If we made an analogous flamegraph for the python code, we would see a
similar pattern — most time is spent doing linear algebra (in the places
where `np.dot`

is called inside the backpropagation routine). So since most of
the time in either Rust or Python is spent inside a numerical linear algebra
library, we can never hope for a 10x speedup.

In fact it’s worse than that. One of the exercises in the book is to rewrite the Python code to use vectorized matrix multiplication. In this approach the backpropagation for all of the samples in each mini-batch happens in a single set of vectorized matrix multiplication operations. This requires the ability to matrix multiplication between 3D and 2D arrays. Since each matrix multiplication operation happens using a larger amount of data than the non-vectorized case, OpenBLAS is able to more efficiently occupy CPU caches and registers, ultimately better using the available CPU resources on my laptop. The rewritten Python version ends up faster than the Rust version, again by a factor of two or so.
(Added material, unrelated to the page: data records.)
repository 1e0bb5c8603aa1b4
mod helpers;
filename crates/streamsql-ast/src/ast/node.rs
use crate::ast::{
    expr::{Expr, WhenClause},
    statement::{
        Dimensions, Field, Fields, Join, Joins, SelectStatement, SortField, SortFields, Sources,
        Table, Window,
    },
};
use std::fmt;

/// Borrowed view of one visitable AST node.
///
/// The set of shapes is closed: the walker matches on it exhaustively, so
/// adding a variant here forces the dispatcher to say how (or whether) the new
/// shape is descended into.
#[derive(Debug, Clone, Copy, PartialEq)]
pub enum Node<'a> {
    SelectStatement(&'a SelectStatement),
    Fields(&'a Fields),
    Field(&'a Field),
    Sources(&'a Sources),
    Table(&'a Table),
    Joins(&'a Joins),
    Join(&'a Join),
    Dimensions(&'a Dimensions),
    Window(&'a Window),
    SortFields(&'a SortFields),
    SortField(&'a SortField),
    Expr(&'a Expr),
    WhenClause(&'a WhenClause),
}

impl<'a> Node<'a> {
    pub fn kind(&self) -> NodeKind {
        match self {
            Node::SelectStatement(_) => NodeKind::SelectStatement,
            Node::Fields(_) => NodeKind::Fields,
            Node::Field(_) => NodeKind::Field,
            Node::Sources(_) => NodeKind::Sources,
            Node::Table(_) => NodeKind::Table,
            Node::Joins(_) => NodeKind::Joins,
            Node::Join(_) => NodeKind::Join,
            Node::Dimensions(_) => NodeKind::Dimensions,
            Node::Window(_) => NodeKind::Window,
            Node::SortFields(_) => NodeKind::SortFields,
            Node::SortField(_) => NodeKind::SortField,
            Node::WhenClause(_) => NodeKind::WhenClause,
            Node::Expr(expr) => match expr {
                Expr::Binary(_) => NodeKind::BinaryExpr,
                Expr::Call(_) => NodeKind::Call,
                Expr::Paren(_) => NodeKind::ParenExpr,
                Expr::Case(_) => NodeKind::CaseExpr,
                Expr::FieldRef(_) => NodeKind::FieldRef,
                Expr::MetaRef(_) => NodeKind::MetaRef,
                Expr::Wildcard(_) => NodeKind::Wildcard,
                Expr::Literal(_) => NodeKind::Literal,
            },
        }
    }

    pub fn as_expr(&self) -> Option<&'a Expr> {
        match *self {
            Node::Expr(expr) => Some(expr),
            _ => None,
        }
    }

    /// Whether the walker never descends below this node
    pub fn is_leaf(&self) -> bool {
        matches!(
            self.kind(),
            NodeKind::Table
                | NodeKind::SortField
                | NodeKind::FieldRef
                | NodeKind::MetaRef
                | NodeKind::Wildcard
                | NodeKind::Literal
        )
    }
}

impl fmt::Display for Node<'_> {
    fn fmt(&self, f: &mut fmt::Formatter<'_>) -> fmt::Result {
        match self {
            Node::Field(field) => write!(f, "Field({})", field.output_name()),
            Node::Table(table) => write!(f, "Table({})", table.name),
            Node::Join(join) => write!(f, "Join({})", join.name),
            Node::Window(window) => write!(f, "Window({})", window.window_type),
            Node::SortField(sort) => write!(f, "SortField({})", sort.name),
            Node::Expr(Expr::Call(call)) => write!(f, "Call({})", call.name),
            Node::Expr(Expr::FieldRef(field_ref)) => write!(f, "FieldRef({})", field_ref),
            Node::Expr(Expr::MetaRef(meta)) => write!(f, "MetaRef({})", meta.name),
            Node::Expr(Expr::Literal(literal)) => write!(f, "Literal({})", literal),
            _ => write!(f, "{}", self.kind()),
        }
    }
}

/// Concrete shape of a [`Node`], with expressions resolved to their variant
#[derive(Debug, Clone, Copy, PartialEq, Eq, Hash)]
pub enum NodeKind {
    SelectStatement,
    Fields,
    Field,
    Sources,
    Table,
    Joins,
    Join,
    Dimensions,
    Window,
    SortFields,
    SortField,
    BinaryExpr,
    Call,
    ParenExpr,
    CaseExpr,
    WhenClause,
    FieldRef,
    MetaRef,
    Wildcard,
    Literal,
}

impl NodeKind {
    pub fn as_str(&self) -> &'static str {
        match self {
            NodeKind::SelectStatement => "SelectStatement",
            NodeKind::Fields => "Fields",
            NodeKind::Field => "Field",
            NodeKind::Sources => "Sources",
            NodeKind::Table => "Table",
            NodeKind::Joins => "Joins",
            NodeKind::Join => "Join",
            NodeKind::Dimensions => "Dimensions",
            NodeKind::Window => "Window",
            NodeKind::SortFields => "SortFields",
            NodeKind::SortField => "SortField",
            NodeKind::BinaryExpr => "BinaryExpr",
            NodeKind::Call => "Call",
            NodeKind::ParenExpr => "ParenExpr",
            NodeKind::CaseExpr => "CaseExpr",
            NodeKind::WhenClause => "WhenClause",
            NodeKind::FieldRef => "FieldRef",
            NodeKind::MetaRef => "MetaRef",
            NodeKind::Wildcard => "Wildcard",
            NodeKind::Literal => "Literal",
        }
    }
}

impl fmt::Display for NodeKind {
    fn fmt(&self, f: &mut fmt::Formatter<'_>) -> fmt::Result {
        f.write_str(self.as_str())
    }
}

macro_rules! impl_from_ref {
    ($($ty:ident),* $(,)?) => {
        $(
            impl<'a> From<&'a $ty> for Node<'a> {
                fn from(node: &'a $ty) -> Self {
                    Node::$ty(node)
                }
            }
        )*
    };
}

impl_from_ref!(
    SelectStatement,
    Fields,
    Field,
    Sources,
    Table,
    Joins,
    Join,
    Dimensions,
    Window,
    SortFields,
    SortField,
    Expr,
    WhenClause,
);
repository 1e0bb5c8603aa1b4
use crate::ast::{
    expr::{Call, Expr},
    node::Node,
    visitor::VisitAction,
    walk::{try_walk_func, walk_func},
};
use serde::{Deserialize, Serialize};
use std::collections::BTreeSet;

const DEFAULT_AGGREGATES: &[&str] = &[
    "avg",
    "count",
    "max",
    "min",
    "sum",
    "collect",
    "deduplicate",
    "last_value",
    "stddev",
    "var",
    "median",
    "percentile_cont",
    "percentile_disc",
];

/// Names of the functions that aggregate over a window or group.
///
/// Lookups are case-insensitive.
#[derive(Debug, Clone, PartialEq, Eq, Serialize, Deserialize)]
#[serde(from = "Vec<String>", into = "Vec<String>")]
pub struct FunctionRegistry {
    aggregates: BTreeSet<String>,
}

impl FunctionRegistry {
    pub fn empty() -> Self {
        Self {
            aggregates: BTreeSet::new(),
        }
    }

    pub fn register(&mut self, name: &str) {
        self.aggregates.insert(name.to_lowercase());
    }

    pub fn is_aggregate(&self, name: &str) -> bool {
        self.aggregates.contains(&name.to_lowercase())
    }

    pub fn names(&self) -> impl Iterator<Item = &str> {
        self.aggregates.iter().map(String::as_str)
    }
}

impl Default for FunctionRegistry {
    fn default() -> Self {
        DEFAULT_AGGREGATES.iter().map(|s| s.to_string()).collect::<Vec<_>>().into()
    }
}

impl From<Vec<String>> for FunctionRegistry {
    fn from(names: Vec<String>) -> Self {
        let mut registry = Self::empty();
        for name in &names {
            registry.register(name);
        }
        registry
    }
}

impl From<FunctionRegistry> for Vec<String> {
    fn from(registry: FunctionRegistry) -> Self {
        registry.aggregates.into_iter().collect()
    }
}

pub fn is_aggregate_call(call: &Call, registry: &FunctionRegistry) -> bool {
    registry.is_aggregate(&call.name)
}

/// Whether any aggregate call occurs below `node`; stops at the first one
pub fn has_aggregate<'a>(node: impl Into<Option<Node<'a>>>, registry: &FunctionRegistry) -> bool {
    try_walk_func(node, |n| match n {
        Node::Expr(Expr::Call(call)) if is_aggregate_call(call, registry) => VisitAction::Stop,
        _ => VisitAction::Continue,
    })
    .is_break()
}

/// Outermost aggregate calls below `node`, in visiting order.
///
/// Arguments of an aggregate are not searched, so `max(sum(a))` yields only
/// the `max` call.
pub fn aggregate_calls<'a>(
    node: impl Into<Option<Node<'a>>>,
    registry: &FunctionRegistry,
) -> Vec<&'a Call> {
    let mut calls = Vec::new();
    walk_func(node, |n| match n {
        Node::Expr(Expr::Call(call)) if is_aggregate_call(call, registry) => {
            calls.push(call);
            false
        }
        _ => true,
    });
    calls
}
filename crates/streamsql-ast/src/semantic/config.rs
use crate::{error::AstError, semantic::aggregate::FunctionRegistry};
use serde::{Deserialize, Serialize};

/// Settings for [`crate::semantic::validator::SemanticValidator`]
#[derive(Debug, Clone, PartialEq, Serialize, Deserialize)]
#[serde(default)]
pub struct ValidatorConfig {
    /// Functions treated as aggregates
    pub aggregate_functions: FunctionRegistry,
    /// Scalar functions the runtime provides. Empty disables the check.
    pub known_functions: Vec<String>,
    /// Accept qualifiers that name no source or join stream
    pub allow_unlisted_streams: bool,
}

impl ValidatorConfig {
    pub fn from_json(source: &str) -> Result<Self, AstError> {
        serde_json::from_str(source).map_err(AstError::Config)
    }

    pub fn is_known_function(&self, name: &str) -> bool {
        self.known_functions.is_empty()
            || self.aggregate_functions.is_aggregate(name)
            || self
                .known_functions
                .iter()
                .any(|known| known.eq_ignore_ascii_case(name))
    }
}

impl Default for ValidatorConfig {
    fn default() -> Self {
        Self {
            aggregate_functions: FunctionRegistry::default(),
            known_functions: Vec::new(),
            allow_unlisted_streams: false,
        }
    }
}
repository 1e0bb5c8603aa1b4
use crate::error::CliError;
use clap::Parser;
use commands::Commands;
use streamsql_ast::{
    SelectStatement,
    semantic::{config::ValidatorConfig, validator::validate},
};
use tracing::{debug, info};
use tracing_subscriber::EnvFilter;

mod commands;
mod error;
mod output;

#[derive(Parser)]
#[command(
    name = "streamsql",
    version = "0.1.0",
    about = "Inspect and validate stream rule ASTs"
)]
struct Cli {
    #[arg(long, global = true, help = "Enable debug logging")]
    verbose: bool,

    #[command(subcommand)]
    command: Commands,
}

#[tokio::main]
async fn main() -> Result<(), CliError> {
    let cli = Cli::parse();

    // Initialize logger; RUST_LOG takes precedence over --verbose
    let default_level = if cli.verbose { "debug" } else { "info" };
    let filter =
        EnvFilter::try_from_default_env().unwrap_or_else(|_| EnvFilter::new(default_level));
    tracing_subscriber::fmt().with_env_filter(filter).init();

    match cli.command {
        Commands::Walk { ast, json } => {
            let stmt = load_statement(&ast).await?;
            let labels = output::trace_labels(&stmt);

            if json {
                println!("{}", output::to_json(&labels)?);
            } else {
                for label in labels {
                    println!("{label}");
                }
            }
        }
        Commands::Refs { ast } => {
            let stmt = load_statement(&ast).await?;
            let report = output::RefsReport::from_statement(&stmt);
            println!("{}", output::to_json(&report)?);
        }
        Commands::Validate {
            ast,
            config,
            output,
        } => {
            info!(
                "Validating rule AST: {}, config: {:?}, output: {:?}",
                ast, config, output
            );

            let stmt = load_statement(&ast).await?;
            let config = load_config(config.as_deref()).await?;
            let result = validate(&stmt, &config);

            match output {
                Some(path) => output::write_report(&result, path).await?,
                None => output::print_report(&result)?,
            }

            if result.has_errors() {
                return Err(CliError::ValidationFailed(result.errors.len()));
            }
        }
        Commands::Fmt { ast } => {
            let stmt = load_statement(&ast).await?;
            println!("{}", streamsql_ast::to_json_pretty(&stmt)?);
        }
    }

    Ok(())
}

async fn load_statement(path: &str) -> Result<SelectStatement, CliError> {
    let source = tokio::fs::read_to_string(path).await?;
    let stmt = streamsql_ast::from_json(&source)?;
    debug!("Loaded rule AST from {}", path);
    Ok(stmt)
}

async fn load_config(path: Option<&str>) -> Result<ValidatorConfig, CliError> {
    match path {
        Some(path) => {
            let source = tokio::fs::read_to_string(path).await?;
            Ok(ValidatorConfig::from_json(&source)?)
        }
        None => Ok(ValidatorConfig::default()),
    }
}

#[cfg(test)]
mod tests {
    use super::*;
    use std::io::Write;

    fn write_temp(contents: &str) -> tempfile::NamedTempFile {
        let mut file = tempfile::NamedTempFile::new().unwrap();
        file.write_all(contents.as_bytes()).unwrap();
        file
    }

    #[tokio::test]
    async fn test_load_statement() {
        let file = write_temp(r#"{ "sources": [ { "name": "demo", "alias": null } ] }"#);

        let stmt = load_statement(file.path().to_str().unwrap()).await.unwrap();
        assert_eq!(stmt.sources.map(|s| s.len()), Some(1));
        assert!(stmt.fields.is_none());
    }

    #[tokio::test]
    async fn test_load_statement_rejects_bad_json() {
        let file = write_temp("[1, 2");

        let err = load_statement(file.path().to_str().unwrap())
            .await
            .unwrap_err();
        assert!(matches!(err, CliError::Ast(_)));
    }

    #[tokio::test]
    async fn test_missing_file_is_io_error() {
        let err = load_statement("/nonexistent/rule.json").await.unwrap_err();
        assert!(matches!(err, CliError::Io(_)));
    }

    #[tokio::test]
    async fn test_load_config_defaults_and_file() {
        let default = load_config(None).await.unwrap();
        assert_eq!(default, ValidatorConfig::default());

        let file = write_temp(r#"{ "allow_unlisted_streams": true }"#);
        let config = load_config(file.path().to_str()).await.unwrap();
        assert!(config.allow_unlisted_streams);
    }
}
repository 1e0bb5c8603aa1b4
pub mod expr;
pub mod literal;
pub mod node;
pub mod operator;
pub mod statement;
pub mod visitor;
pub mod walk;

#[cfg(test)]
mod tests;
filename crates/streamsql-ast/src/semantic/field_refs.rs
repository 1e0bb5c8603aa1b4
use crate::ast::{
    expr::{Expr, FieldRef},
    node::Node,
    statement::SelectStatement,
    walk::walk_func,
};

/// Every field reference below `node`, in visiting order.
///
/// Alias references in a projection slot are reported together with the
/// references of the expression they name.
pub fn collect_field_refs<'a>(node: impl Into<Option<Node<'a>>>) -> Vec<&'a FieldRef> {
    let mut refs = Vec::new();
    walk_func(node, |n| {
        if let Node::Expr(Expr::FieldRef(field_ref)) = n {
            refs.push(field_ref);
        }
        true
    });
    refs
}

/// Distinct stream qualifiers used by field and metadata references, in order
/// of first use
pub fn referenced_streams(stmt: &SelectStatement) -> Vec<&str> {
    let mut streams: Vec<&str> = Vec::new();
    walk_func(Node::from(stmt), |n| {
        let stream = match n {
            Node::Expr(Expr::FieldRef(field_ref)) => field_ref.stream.as_named(),
            Node::Expr(Expr::MetaRef(meta)) => meta.stream.as_named(),
            _ => None,
        };
        if let Some(stream) = stream
            && !streams.contains(&stream)
        {
            streams.push(stream);
        }
        true
    });
    streams
}
use streamsql_ast::error::AstError;
use thiserror::Error;

#[derive(Error, Debug)]
pub enum CliError {
    #[error("Failed to read input file: {0}")]
    Io(#[from] std::io::Error),

    #[error("Invalid rule AST: {0}")]
    Ast(#[from] AstError),

    #[error("Failed to serialize data to JSON: {0}")]
    JsonSerialize(serde_json::Error),

    #[error("Validation failed with {0} error(s)")]
    ValidationFailed(usize),
}
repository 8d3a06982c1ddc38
//! CLI presentation: text and json formatters for resolved options and context.

use crate::build::BuildConfiguration;
use crate::config::ResolverContext;
use crate::error::ServeError;
use crate::options::ServerOptions;
use comfy_table::presets::UTF8_FULL;
use comfy_table::Table;
use serde_json::Value;

pub fn format_options_json(options: &ServerOptions) -> Result<String, ServeError> {
    Ok(serde_json::to_string_pretty(options)?)
}

/// One row per resolved option, in wire order; values shown as compact JSON.
pub fn format_options_text(options: &ServerOptions) -> Result<String, ServeError> {
    let fields = match serde_json::to_value(options)? {
        Value::Object(fields) => fields,
        other => {
            return Err(ServeError::Serialization(format!(
                "Expected options object, got {}",
                other
            )))
        }
    };

    if fields.is_empty() {
        return Ok("No server options resolved.".to_string());
    }

    let mut table = Table::new();
    table.load_preset(UTF8_FULL);
    table.set_header(vec!["Option", "Value"]);
    for (name, value) in &fields {
        let shown = match value {
            Value::String(s) => s.clone(),
            other => other.to_string(),
        };
        table.add_row(vec![name.clone(), shown]);
    }
    Ok(table.to_string())
}

pub fn format_build_json(build: &BuildConfiguration) -> Result<String, ServeError> {
    Ok(serde_json::to_string_pretty(build)?)
}

pub fn format_context_json(context: &ResolverContext) -> Result<String, ServeError> {
    Ok(serde_json::to_string_pretty(context)?)
}

pub fn format_context_text(context: &ResolverContext) -> String {
    format!(
        "Resolver context:\n  Default port: {}\n  Default host: {}\n  Default mode: {:?}",
        context.default_port, context.default_host, context.default_mode
    )
}
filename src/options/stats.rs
//! Build-status reporting configuration

use super::is_truthy;
use serde::{Deserialize, Serialize};
use serde_json::{Map, Value};

/// Stats display configuration: a plain toggle or a structured record.
#[derive(Debug, Clone, PartialEq, Serialize, Deserialize)]
#[serde(from = "Value", into = "Value")]
pub enum StatsValue {
    Toggle(bool),
    Record(StatsRecord),
}

/// Structured stats options. `cached` and `cachedAssets` are always present.
#[derive(Debug, Clone, Default, PartialEq, Serialize)]
#[serde(rename_all = "camelCase")]
pub struct StatsRecord {
    pub cached: bool,
    pub cached_assets: bool,
    #[serde(skip_serializing_if = "Option::is_none")]
    pub colors: Option<Value>,
    #[serde(flatten)]
    pub rest: Map<String, Value>,
}

impl StatsRecord {
    /// `{cached: false, cachedAssets: false}`
    pub fn new() -> Self {
        Self::default()
    }

    fn from_map(mut map: Map<String, Value>) -> Self {
        let mut flag = |key: &str| map.remove(key).is_some_and(|v| is_truthy(&v));
        let cached = flag("cached");
        let cached_assets = flag("cachedAssets");
        let colors = map.remove("colors");
        Self {
            cached,
            cached_assets,
            colors,
            rest: map,
        }
    }
}

impl From<Value> for StatsValue {
    fn from(value: Value) -> Self {
        match value {
            Value::Bool(b) => StatsValue::Toggle(b),
            Value::Object(map) => StatsValue::Record(StatsRecord::from_map(map)),
            // Named presets ("minimal", "errors-only") keep their meaning as `preset`.
            Value::String(preset) => {
                let mut rest = Map::new();
                rest.insert("preset".to_string(), Value::String(preset));
                StatsValue::Record(StatsRecord {
                    rest,
                    ..StatsRecord::default()
                })
            }
            other => StatsValue::Toggle(is_truthy(&other)),
        }
    }
}

impl From<StatsValue> for Value {
    fn from(stats: StatsValue) -> Self {
        match stats {
            StatsValue::Toggle(b) => Value::Bool(b),
            StatsValue::Record(record) => {
                let mut map = Map::new();
                map.insert("cached".to_string(), Value::Bool(record.cached));
                map.insert("cachedAssets".to_string(), Value::Bool(record.cached_assets));
                if let Some(colors) = record.colors {
                    map.insert("colors".to_string(), colors);
                }
                map.extend(record.rest);
                Value::Object(map)
            }
        }
    }
}
//! CLI route: single route table and run context. Dispatches to the resolver and presentation.

use crate::build::BuildConfiguration;
use crate::cli::command_name;
use crate::cli::parse::Commands;
use crate::cli::presentation::{
    format_build_json, format_context_json, format_context_text, format_options_json,
    format_options_text,
};
use crate::config::{ConfigLoader, ServeConfig};
use crate::error::ServeError;
use crate::resolver::Resolver;
use std::path::PathBuf;
use tracing::{debug, info};

/// Runtime context for CLI execution: workspace, config paths, and loaded configuration.
/// Built from workspace path and optional config path using ConfigLoader only.
pub struct RunContext {
    workspace_root: PathBuf,
    config: ServeConfig,
}

/// Text to print, plus follow-up the binary must perform after printing.
#[derive(Debug, Clone, PartialEq)]
pub struct CommandOutput {
    pub text: String,
    pub exit_on_stdin_end: bool,
}

impl CommandOutput {
    fn text(text: String) -> Self {
        Self {
            text,
            exit_on_stdin_end: false,
        }
    }
}

impl RunContext {
    /// Create run context from workspace root and optional config path. Uses ConfigLoader only.
    pub fn new(workspace_root: PathBuf, config_path: Option<PathBuf>) -> Result<Self, ServeError> {
        let config = if let Some(ref cfg_path) = config_path {
            ConfigLoader::load_from_file(cfg_path)?
        } else {
            ConfigLoader::load(&workspace_root)?
        };
        Ok(Self {
            workspace_root,
            config,
        })
    }

    pub fn config(&self) -> &ServeConfig {
        &self.config
    }

    /// Execute a parsed command.
    pub fn execute(&self, command: &Commands) -> Result<CommandOutput, ServeError> {
        debug!(
            command = command_name(command),
            workspace = %self.workspace_root.display(),
            "Executing command"
        );

        match command {
            Commands::Resolve {
                build_config,
                server,
                format,
                attach,
            } => {
                let mut build = BuildConfiguration::load(build_config)?;
                let args = server.to_cli_arguments(self.config.resolver.default_port);
                let resolution = Resolver::new(self.config.resolver.clone()).merge(&mut build, &args);

                let text = if *attach {
                    resolution.attach_to(&mut build);
                    format_build_json(&build)?
                } else if format == "text" {
                    format_options_text(&resolution.options)?
                } else {
                    format_options_json(&resolution.options)?
                };

                info!(
                    build_config = %build_config.display(),
                    exit_on_stdin_end = resolution.exit_on_stdin_end,
                    "Resolve completed"
                );
                Ok(CommandOutput {
                    text,
                    exit_on_stdin_end: resolution.exit_on_stdin_end,
                })
            }
            Commands::Context { format } => {
                let text = if format == "json" {
                    format_context_json(&self.config.resolver)?
                } else {
                    format_context_text(&self.config.resolver)
                };
                Ok(CommandOutput::text(text))
            }
        }
    }
}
In principle it’s possible to apply the same optimization to the Rust code,
however the `ndarray`

crate does not yet
support matrix
multiplication for dimensionalities higher than 2. It might also be possible to use
thread parallelization on the mini-batch updates using a library like
rayon. I tried this on my laptop and did
not see any speedups but might have on a beefier machine with more CPU
threads. I could also have tried using a different low-level linear algebra
implementation, for example there are rust bindings for
tensorflow and
torch, however at that point I feel
like I might as well be using the Python bindings for those libraries.

## Is rust suitable for data science workflows?

Right now I have to say that the answer is “not yet”. I’ll definitely reach for rust in the future when I need to write optimized low-level code with minimal dependencies. However using it as a full replacement for python or C++ will require a more stabilized and well-developed ecosystem of packages.